Adopting Physicians

Aug. 5, 2015
I have been going to my family practitioner for years. During these visits I have been able to witness the devolution of the EMR.

I have been going to my family practitioner for years. During these visits I have been able to witness the devolution of the EMR. One thing I really enjoyed about him when we first met was how excited he was about his home grown EMR. He navigated quickly through it and dictated his notes. Then a few years later his affiliated hospital decided to standardize on an EMR. He had to give up his system and adopt to a new one. It was not ideal, and he would tell me all about his challenges, but he was able to use dictation and he completed his notes efficiently. Over time I noticed that his office fell into a nice routine and he could retrieve all the information he needed and dictate notes and orders quickly.  

It had been a year since I had seen him and I called for an appointment. I had to provide all my information and none of my insurance information was in the system. You guessed it, they updated their practice management system and EMR. My patient experience went downhill from there. My previous clinical history was archived and not incorporated into the new EMR. So no trending, no real history. Years of electronic, discrete data now converted to a static view only. It is like having your EMR converted to paper, then scanned.

My provider was frazzled, I could tell the way he focused on my encounter and then had to “hunt and pick” his way around the new EMR. No microphone, no dictation, and no customized templates. He confided to me how the hospital system decided to migrate all their physicians to this new ASP platform and they all had to use the same templates. There was no dictation and even if he could, his old profiles were gone, meaning that he would have to retrain the system to recognize special words and speech patterns. Something that he had spent years investing in. Here he was working for a large healthcare organization and they would not use time proven physician adoption strategies. Instead they adopted physicians into whatever their leadership felt was needed.   

My scenario is being played out through many healthcare organizations. EMR’s are being replaced because of vendor problems, healthcare acquisitions or just because they have outgrown the capabilities of the existing systems. So why are CIO’s allowing their organizations to use a “slash and burn” technique for system replacement? An even more alarming question is; why are CMIO’s not making a stand against it?   

During the sales process EHR vendors focus on their ability to quickly install and train employees on the new system. Organizational leadership views this as an opportunity to get this “information technology” project out of the way so they can move on to the next thing. They might even have this labeled as a Strategic Initiative, tied to bonuses for on time completion.

 The thought of having to deal with all the physician requirements and pay for the process of converting all the old data into the new system, is too daunting. Especially when you have software vendors telling them how difficult and costly it will be. Keep in mind that they have a vested interest in getting the system installed as quickly as possible.

I am certainly not going to talk about physician adoption. This has been the topic of just about every HIMSS conference. It also has been at the core of every EMR adoption strategy. So why are we having to visit this again? Because:

  • Organizations are focused on project life cycles and fail to factor impact to productivity.
  • Hospital leaders often do not understand ambulatory practice operations.
  • Leadership incentives are designed to accomplish quick wins.
  • CEO’s still do not understand the value of discrete data.
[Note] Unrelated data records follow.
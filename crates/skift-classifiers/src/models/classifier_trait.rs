use ndarray::Array2;

use crate::config::Params;
use crate::data::{Features, Label, Targets};
use crate::error::Result;
use crate::models::adapter::FtClassifier;
use crate::models::text_model::TextModel;

/// The estimator contract a host framework drives, kept object-safe so
/// adapters over different engines or selectors can sit behind one
/// `Box<dyn Classifier>`.
pub trait Classifier {
    fn fit(&mut self, x: Features, y: Targets) -> Result<()>;

    /// One label per input row.
    fn predict(&self, x: Features) -> Result<Vec<Label>>;

    /// One probability row per input row, columns in fit-time class order.
    fn predict_proba(&self, x: Features) -> Result<Array2<f32>>;

    fn get_params(&self, deep: bool) -> Params;

    /// Optional human readable name for the model
    fn name(&self) -> &str {
        "classifier"
    }
}

impl<M: TextModel> Classifier for FtClassifier<M> {
    fn fit(&mut self, x: Features, y: Targets) -> Result<()> {
        FtClassifier::fit(self, x, y).map(|_| ())
    }

    fn predict(&self, x: Features) -> Result<Vec<Label>> {
        FtClassifier::predict(self, x)
    }

    fn predict_proba(&self, x: Features) -> Result<Array2<f32>> {
        FtClassifier::predict_proba(self, x)
    }

    fn get_params(&self, deep: bool) -> Params {
        FtClassifier::get_params(self, deep)
    }

    fn name(&self) -> &str {
        FtClassifier::name(self)
    }
}
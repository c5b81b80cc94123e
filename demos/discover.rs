use std::sync::Arc;
use std::time::Duration;

use async_trait::async_trait;
use tracing::info;

use padlink::{
    DeviceScanner, DeviceSession, DiscoveredDevice, PadEngine, Result, SessionFactory,
};

/// A scanner returning a fixed neighborhood of miio devices
///
/// One compatible pad, one unrelated device that discovery must filter out.
struct FixedScanner;

#[async_trait]
impl DeviceScanner for FixedScanner {
    async fn scan(
        &self,
        _timeout: Duration,
        token: Option<&str>,
    ) -> Result<Vec<DiscoveredDevice>> {
        Ok(vec![
            DiscoveredDevice {
                address: "192.168.1.40".to_string(),
                device_id: "ksmb-walkingpad-v1_mibt1234".to_string(),
                auth_token: token.unwrap_or_default().to_string(),
                auth_ok: true,
                auth_error: None,
                model: "ksmb.walkingpad.v1".to_string(),
            },
            DiscoveredDevice {
                address: "192.168.1.77".to_string(),
                device_id: "yeelink-light-color1_mibt9876".to_string(),
                auth_token: token.unwrap_or_default().to_string(),
                auth_ok: true,
                auth_error: None,
                model: "yeelink.light.color1".to_string(),
            },
        ])
    }
}

/// Discovery never needs a live session; connecting is out of scope here.
struct NoFactory;

#[async_trait]
impl SessionFactory for NoFactory {
    async fn connect(
        &self,
        _address: &str,
        _token: &str,
        _model: &str,
    ) -> Result<Box<dyn DeviceSession>> {
        Err(padlink::PadError::NotConnected)
    }
}

fn main() -> Result<()> {
    // Initialize logging
    tracing_subscriber::fmt::init();

    info!("🔍 Padlink Discovery Example");

    let engine = PadEngine::new(Arc::new(NoFactory), Arc::new(FixedScanner))?;

    // Discovery requires a cloud token; without one it fails fast.
    let denied = engine.discover_devices("");
    println!("without token: ok={} error={:?}", denied.ok, denied.error);

    info!("Scanning the local network...");
    let outcome = engine.discover_devices("0123456789abcdef");
    if outcome.ok {
        println!("found {} compatible pad(s):", outcome.devices.len());
        for device in &outcome.devices {
            println!(
                "  📟 {} at {} (model {}, auth {})",
                device.device_id,
                device.address,
                device.model,
                if device.auth_ok { "ok" } else { "failed" }
            );
        }
    } else {
        println!("discovery failed: {:?}", outcome.error);
    }

    engine.shutdown();
    info!("🎉 Done");
    Ok(())
}
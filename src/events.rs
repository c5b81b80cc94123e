use tokio::sync::broadcast;

/// Timing record for a single device call
///
/// `wait_ms` measures how long the call sat queued before the I/O loop
/// picked it up, `run_ms` the device call itself.
#[derive(Debug, Clone, Copy, PartialEq)]
pub struct OperationEvent {
    /// Device operation name (`connect`, `get_status`, `start`, ...)
    pub operation: &'static str,
    /// Milliseconds spent waiting for the I/O loop
    pub wait_ms: f64,
    /// Milliseconds spent executing the device call
    pub run_ms: f64,
    /// Total milliseconds from enqueue to completion
    pub total_ms: f64,
    /// Whether the call succeeded
    pub success: bool,
}

/// Failure record for a device call
#[derive(Debug, Clone, PartialEq)]
pub struct ErrorEvent {
    /// Device operation name
    pub operation: &'static str,
    /// Error text
    pub message: String,
}

/// Observability event emitted by the engine
#[derive(Debug, Clone, PartialEq)]
pub enum EngineEvent {
    /// A device call completed (successfully or not)
    Operation(OperationEvent),
    /// A device call failed
    Error(ErrorEvent),
}

/// Best-effort broadcast channel for [`EngineEvent`]s
///
/// Publishing never blocks and never fails: events sent while no subscriber
/// is attached, or past a lagging subscriber's buffer, are simply dropped.
#[derive(Debug, Clone)]
pub struct EventBus {
    sender: broadcast::Sender<EngineEvent>,
}

impl EventBus {
    /// Create a bus buffering up to `capacity` events per subscriber
    #[must_use]
    pub fn new(capacity: usize) -> Self {
        let (sender, _) = broadcast::channel(capacity);
        Self { sender }
    }

    /// Attach a new subscriber
    ///
    /// Subscribers only observe events published after this call.
    #[must_use]
    pub fn subscribe(&self) -> broadcast::Receiver<EngineEvent> {
        self.sender.subscribe()
    }

    /// Publish an event, dropping it if nobody is listening
    pub fn publish(&self, event: EngineEvent) {
        let _ = self.sender.send(event);
    }
}

impl Default for EventBus {
    fn default() -> Self {
        Self::new(64)
    }
}

#[cfg(test)]
mod tests {
    use super::*;

    #[test]
    fn test_publish_without_subscribers_is_silent() {
        let bus = EventBus::default();
        bus.publish(EngineEvent::Error(ErrorEvent {
            operation: "start",
            message: "connection reset".to_string(),
        }));
    }

    #[tokio::test]
    async fn test_subscriber_receives_operation_event() {
        let bus = EventBus::default();
        let mut receiver = bus.subscribe();

        bus.publish(EngineEvent::Operation(OperationEvent {
            operation: "set_speed",
            wait_ms: 0.2,
            run_ms: 11.0,
            total_ms: 11.2,
            success: true,
        }));

        match receiver.recv().await.unwrap() {
            EngineEvent::Operation(event) => {
                assert_eq!(event.operation, "set_speed");
                assert!(event.success);
            }
            EngineEvent::Error(_) => panic!("expected an operation event"),
        }
    }
}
As my family physician entered information into my problem list, medication history (which I had to bring with me from Walgreens for my visit) and reviewed my labs (toggling back and forth trying to find scanned images of my previous lab values) I started to get annoyed. Not at him, but at the hospital leadership that placed more importance on their performance appraisals and ignored the impact they would have on thousands of patients. My data which my healthcare provider and I built for years was now relegated to view only files which could now be printed like a pdf. I am sure on a macro level they could trend on the population as a whole, but I have to rebuild my record, history and trends all over again.   

Hospitals focus on episodes of care. Billing is all about the bed stay and the admission timeframe. For ambulatory care it is a longitudinal record. It is all about establishing that long term relationship with the patient. Providers can go months or years without seeing a patient, but are expected to jump into the exam room with a smile, a look of recognition, and an understanding of the patient’s history without having to ask all the same questions all over again.

As an industry we need to do a better job at safeguarding our patient’s records in a way that will allow them to have seamless transitions from one system to the next. Converting data to static views is not only counterproductive, but borderline irresponsible. My personal physician was an EMR champion that loved the technology because of what he could do for his patients. At the end of the day, that’s how it should be for all of us.